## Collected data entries
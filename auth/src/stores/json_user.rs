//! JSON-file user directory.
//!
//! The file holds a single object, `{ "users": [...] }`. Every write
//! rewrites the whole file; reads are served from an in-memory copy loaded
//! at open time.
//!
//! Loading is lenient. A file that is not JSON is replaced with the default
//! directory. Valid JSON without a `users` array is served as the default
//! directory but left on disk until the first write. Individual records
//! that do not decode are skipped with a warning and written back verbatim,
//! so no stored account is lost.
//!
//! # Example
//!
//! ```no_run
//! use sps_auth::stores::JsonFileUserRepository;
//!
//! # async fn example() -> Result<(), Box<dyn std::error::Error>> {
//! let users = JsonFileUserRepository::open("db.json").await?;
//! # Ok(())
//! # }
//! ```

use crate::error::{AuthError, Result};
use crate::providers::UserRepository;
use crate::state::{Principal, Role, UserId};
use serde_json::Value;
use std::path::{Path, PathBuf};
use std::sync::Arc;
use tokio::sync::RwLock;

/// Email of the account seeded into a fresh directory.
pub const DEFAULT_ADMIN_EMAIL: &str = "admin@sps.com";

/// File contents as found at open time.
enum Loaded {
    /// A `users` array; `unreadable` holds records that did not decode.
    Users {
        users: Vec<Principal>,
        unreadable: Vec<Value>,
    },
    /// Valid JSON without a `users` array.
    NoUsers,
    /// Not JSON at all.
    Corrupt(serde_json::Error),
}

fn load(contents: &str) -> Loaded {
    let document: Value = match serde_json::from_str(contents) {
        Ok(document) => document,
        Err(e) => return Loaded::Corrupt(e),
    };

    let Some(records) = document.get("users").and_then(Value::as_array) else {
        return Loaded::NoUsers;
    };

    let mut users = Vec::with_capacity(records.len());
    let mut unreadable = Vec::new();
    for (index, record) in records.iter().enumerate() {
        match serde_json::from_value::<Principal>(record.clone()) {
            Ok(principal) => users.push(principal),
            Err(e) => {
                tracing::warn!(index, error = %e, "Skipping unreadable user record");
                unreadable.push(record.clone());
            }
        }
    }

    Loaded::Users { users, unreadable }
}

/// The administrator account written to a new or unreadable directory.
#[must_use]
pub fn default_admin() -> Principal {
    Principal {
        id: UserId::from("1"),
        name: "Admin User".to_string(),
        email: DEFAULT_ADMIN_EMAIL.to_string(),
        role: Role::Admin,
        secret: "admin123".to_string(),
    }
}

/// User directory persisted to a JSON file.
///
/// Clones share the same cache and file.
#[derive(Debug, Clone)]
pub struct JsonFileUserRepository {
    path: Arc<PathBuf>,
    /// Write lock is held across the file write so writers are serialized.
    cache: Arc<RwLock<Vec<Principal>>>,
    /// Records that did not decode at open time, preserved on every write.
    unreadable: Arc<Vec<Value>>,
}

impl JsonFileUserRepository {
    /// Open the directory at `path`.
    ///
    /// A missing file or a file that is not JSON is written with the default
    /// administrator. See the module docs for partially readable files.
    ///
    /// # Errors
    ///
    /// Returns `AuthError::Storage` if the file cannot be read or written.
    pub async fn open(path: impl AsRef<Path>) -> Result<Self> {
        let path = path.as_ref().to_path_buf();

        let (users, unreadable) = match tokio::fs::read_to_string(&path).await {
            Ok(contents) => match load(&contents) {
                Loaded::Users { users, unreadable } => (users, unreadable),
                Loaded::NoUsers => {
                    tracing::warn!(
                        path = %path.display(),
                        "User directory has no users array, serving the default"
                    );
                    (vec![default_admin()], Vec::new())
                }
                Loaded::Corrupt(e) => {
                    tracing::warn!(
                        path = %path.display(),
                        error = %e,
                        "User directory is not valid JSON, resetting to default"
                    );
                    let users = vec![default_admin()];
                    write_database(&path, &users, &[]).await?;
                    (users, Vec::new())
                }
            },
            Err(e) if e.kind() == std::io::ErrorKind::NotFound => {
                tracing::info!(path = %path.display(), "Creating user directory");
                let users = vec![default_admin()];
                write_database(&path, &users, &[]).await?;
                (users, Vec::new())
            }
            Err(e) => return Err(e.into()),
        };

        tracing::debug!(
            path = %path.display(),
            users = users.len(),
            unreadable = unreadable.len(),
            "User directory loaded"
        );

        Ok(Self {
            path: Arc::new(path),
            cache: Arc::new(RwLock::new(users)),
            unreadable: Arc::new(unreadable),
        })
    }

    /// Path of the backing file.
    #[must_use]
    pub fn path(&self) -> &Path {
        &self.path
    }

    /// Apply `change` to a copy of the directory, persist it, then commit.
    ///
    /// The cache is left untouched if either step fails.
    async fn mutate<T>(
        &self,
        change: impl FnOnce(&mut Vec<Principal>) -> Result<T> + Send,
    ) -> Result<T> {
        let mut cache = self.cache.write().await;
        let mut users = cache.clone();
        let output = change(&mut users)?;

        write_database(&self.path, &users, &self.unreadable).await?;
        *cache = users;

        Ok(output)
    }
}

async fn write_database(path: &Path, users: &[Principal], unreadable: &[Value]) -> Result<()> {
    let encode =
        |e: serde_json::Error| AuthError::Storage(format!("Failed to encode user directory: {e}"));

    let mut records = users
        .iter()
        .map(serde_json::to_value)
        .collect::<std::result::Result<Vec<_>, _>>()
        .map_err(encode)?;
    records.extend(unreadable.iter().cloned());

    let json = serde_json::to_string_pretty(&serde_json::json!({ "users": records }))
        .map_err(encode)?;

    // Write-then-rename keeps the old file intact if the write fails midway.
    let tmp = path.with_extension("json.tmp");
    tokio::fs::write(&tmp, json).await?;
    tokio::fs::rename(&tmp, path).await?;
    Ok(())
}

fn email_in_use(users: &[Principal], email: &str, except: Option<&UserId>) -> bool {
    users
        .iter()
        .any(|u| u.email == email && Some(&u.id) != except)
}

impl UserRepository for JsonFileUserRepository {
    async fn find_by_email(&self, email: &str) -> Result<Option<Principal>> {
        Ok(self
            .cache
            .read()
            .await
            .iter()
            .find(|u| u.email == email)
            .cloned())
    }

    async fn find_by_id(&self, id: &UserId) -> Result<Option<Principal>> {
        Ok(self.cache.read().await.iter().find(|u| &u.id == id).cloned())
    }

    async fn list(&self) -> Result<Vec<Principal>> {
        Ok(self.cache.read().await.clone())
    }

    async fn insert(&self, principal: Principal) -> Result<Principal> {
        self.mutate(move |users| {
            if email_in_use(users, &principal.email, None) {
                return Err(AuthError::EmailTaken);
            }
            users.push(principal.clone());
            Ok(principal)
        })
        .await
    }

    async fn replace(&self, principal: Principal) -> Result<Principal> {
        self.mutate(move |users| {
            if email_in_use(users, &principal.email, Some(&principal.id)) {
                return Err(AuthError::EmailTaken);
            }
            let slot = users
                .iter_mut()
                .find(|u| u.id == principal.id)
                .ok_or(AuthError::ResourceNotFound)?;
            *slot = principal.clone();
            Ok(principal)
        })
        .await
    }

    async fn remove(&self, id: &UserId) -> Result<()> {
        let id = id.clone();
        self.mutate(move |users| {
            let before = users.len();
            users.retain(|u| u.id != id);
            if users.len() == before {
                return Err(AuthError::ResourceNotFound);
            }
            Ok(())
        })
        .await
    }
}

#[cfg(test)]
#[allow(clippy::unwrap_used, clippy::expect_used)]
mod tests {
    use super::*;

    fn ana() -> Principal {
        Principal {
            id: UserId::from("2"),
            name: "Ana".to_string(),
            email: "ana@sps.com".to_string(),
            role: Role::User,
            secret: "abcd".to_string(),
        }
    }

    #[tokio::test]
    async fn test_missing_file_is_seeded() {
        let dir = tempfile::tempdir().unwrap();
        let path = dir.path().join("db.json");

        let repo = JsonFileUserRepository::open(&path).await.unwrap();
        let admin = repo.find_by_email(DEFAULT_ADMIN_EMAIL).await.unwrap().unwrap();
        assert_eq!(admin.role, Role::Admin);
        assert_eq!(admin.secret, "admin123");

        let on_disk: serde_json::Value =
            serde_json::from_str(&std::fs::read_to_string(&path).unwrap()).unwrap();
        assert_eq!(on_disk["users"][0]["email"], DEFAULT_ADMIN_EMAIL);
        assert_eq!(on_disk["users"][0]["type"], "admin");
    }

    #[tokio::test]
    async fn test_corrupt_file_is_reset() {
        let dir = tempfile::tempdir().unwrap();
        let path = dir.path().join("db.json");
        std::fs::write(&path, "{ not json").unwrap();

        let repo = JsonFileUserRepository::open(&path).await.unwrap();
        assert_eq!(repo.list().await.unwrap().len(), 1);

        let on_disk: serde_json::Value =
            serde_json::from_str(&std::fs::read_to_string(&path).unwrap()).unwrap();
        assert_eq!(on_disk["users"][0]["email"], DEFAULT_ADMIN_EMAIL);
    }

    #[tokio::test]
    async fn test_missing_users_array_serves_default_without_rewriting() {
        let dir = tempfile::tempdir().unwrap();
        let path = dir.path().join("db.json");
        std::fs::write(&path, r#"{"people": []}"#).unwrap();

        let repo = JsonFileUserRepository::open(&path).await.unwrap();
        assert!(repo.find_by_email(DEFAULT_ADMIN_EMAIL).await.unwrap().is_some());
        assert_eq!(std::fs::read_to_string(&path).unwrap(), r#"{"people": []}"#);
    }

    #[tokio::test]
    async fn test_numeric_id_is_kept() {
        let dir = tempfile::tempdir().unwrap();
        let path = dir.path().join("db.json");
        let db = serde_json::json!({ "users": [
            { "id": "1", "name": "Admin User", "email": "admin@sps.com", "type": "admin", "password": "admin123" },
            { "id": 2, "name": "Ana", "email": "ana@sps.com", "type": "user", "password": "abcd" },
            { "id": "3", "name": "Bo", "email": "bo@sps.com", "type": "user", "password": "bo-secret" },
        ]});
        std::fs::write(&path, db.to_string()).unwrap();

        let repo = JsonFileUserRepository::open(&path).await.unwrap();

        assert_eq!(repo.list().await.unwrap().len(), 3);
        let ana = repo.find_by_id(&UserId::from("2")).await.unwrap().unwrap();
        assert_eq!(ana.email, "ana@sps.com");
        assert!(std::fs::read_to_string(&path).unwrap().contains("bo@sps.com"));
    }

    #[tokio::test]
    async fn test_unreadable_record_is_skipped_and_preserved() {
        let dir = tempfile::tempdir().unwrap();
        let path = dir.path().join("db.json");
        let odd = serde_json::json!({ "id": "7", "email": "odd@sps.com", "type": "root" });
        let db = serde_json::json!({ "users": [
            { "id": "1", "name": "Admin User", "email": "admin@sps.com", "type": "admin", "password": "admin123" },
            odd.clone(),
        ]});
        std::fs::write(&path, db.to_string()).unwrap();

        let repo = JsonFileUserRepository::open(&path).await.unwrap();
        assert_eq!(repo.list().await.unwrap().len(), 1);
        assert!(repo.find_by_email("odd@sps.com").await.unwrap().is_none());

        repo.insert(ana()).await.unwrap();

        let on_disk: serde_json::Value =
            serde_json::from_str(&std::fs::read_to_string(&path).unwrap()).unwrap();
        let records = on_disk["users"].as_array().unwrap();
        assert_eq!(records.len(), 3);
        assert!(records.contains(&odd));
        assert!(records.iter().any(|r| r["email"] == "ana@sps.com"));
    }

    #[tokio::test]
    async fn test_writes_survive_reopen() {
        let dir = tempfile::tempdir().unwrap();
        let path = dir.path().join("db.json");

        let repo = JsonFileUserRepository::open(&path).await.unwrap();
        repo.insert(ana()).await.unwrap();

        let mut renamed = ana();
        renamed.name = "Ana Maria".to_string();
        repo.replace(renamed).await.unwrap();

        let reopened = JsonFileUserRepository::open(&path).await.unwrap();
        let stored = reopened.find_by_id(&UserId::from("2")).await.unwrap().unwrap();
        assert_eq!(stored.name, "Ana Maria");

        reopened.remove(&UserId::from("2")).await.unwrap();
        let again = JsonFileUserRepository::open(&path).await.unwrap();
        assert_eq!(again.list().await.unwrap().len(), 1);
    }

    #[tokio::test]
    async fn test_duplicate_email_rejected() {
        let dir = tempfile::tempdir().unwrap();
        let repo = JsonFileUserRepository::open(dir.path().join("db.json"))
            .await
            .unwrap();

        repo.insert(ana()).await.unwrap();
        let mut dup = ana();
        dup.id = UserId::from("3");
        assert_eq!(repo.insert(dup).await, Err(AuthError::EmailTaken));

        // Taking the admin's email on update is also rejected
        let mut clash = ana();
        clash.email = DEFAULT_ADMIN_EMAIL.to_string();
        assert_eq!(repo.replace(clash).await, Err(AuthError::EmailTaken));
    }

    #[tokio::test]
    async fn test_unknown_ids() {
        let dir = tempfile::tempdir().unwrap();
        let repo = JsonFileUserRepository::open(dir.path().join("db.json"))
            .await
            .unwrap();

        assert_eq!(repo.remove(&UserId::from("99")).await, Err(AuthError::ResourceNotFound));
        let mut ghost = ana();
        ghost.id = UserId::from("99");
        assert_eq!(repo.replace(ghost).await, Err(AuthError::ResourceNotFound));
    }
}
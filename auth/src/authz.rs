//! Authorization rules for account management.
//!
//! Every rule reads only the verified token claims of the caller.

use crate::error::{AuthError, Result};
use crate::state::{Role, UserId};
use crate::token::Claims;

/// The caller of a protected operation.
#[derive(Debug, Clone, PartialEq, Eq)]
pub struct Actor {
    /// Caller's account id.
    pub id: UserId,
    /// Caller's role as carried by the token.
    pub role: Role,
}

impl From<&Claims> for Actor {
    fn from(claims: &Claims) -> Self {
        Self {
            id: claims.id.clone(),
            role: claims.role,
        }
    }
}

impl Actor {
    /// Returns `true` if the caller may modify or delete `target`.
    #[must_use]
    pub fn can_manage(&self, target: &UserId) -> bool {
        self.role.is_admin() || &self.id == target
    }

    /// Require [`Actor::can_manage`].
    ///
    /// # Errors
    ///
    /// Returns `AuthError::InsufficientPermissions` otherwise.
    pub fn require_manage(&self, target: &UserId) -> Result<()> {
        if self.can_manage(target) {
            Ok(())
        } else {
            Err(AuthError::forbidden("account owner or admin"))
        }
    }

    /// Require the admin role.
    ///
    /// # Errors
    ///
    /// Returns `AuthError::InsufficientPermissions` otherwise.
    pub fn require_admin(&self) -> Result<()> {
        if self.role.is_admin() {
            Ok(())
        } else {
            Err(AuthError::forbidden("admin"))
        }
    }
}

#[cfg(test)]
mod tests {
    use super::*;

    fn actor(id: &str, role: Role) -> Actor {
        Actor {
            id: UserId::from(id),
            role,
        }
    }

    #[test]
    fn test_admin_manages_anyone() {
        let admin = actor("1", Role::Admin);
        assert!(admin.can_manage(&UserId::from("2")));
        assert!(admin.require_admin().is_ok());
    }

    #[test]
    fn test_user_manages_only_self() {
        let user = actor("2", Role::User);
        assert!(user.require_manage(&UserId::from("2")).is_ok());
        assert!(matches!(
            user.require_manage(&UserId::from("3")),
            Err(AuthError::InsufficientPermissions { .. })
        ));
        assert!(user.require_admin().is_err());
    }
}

## Problem requirements
Where a line of the data includes the string "bool", list that line.

## Answer for the task
fn email_in_use(users: &[Principal], email: &str, except: Option<&UserId>) -> bool {
    pub fn can_manage(&self, target: &UserId) -> bool {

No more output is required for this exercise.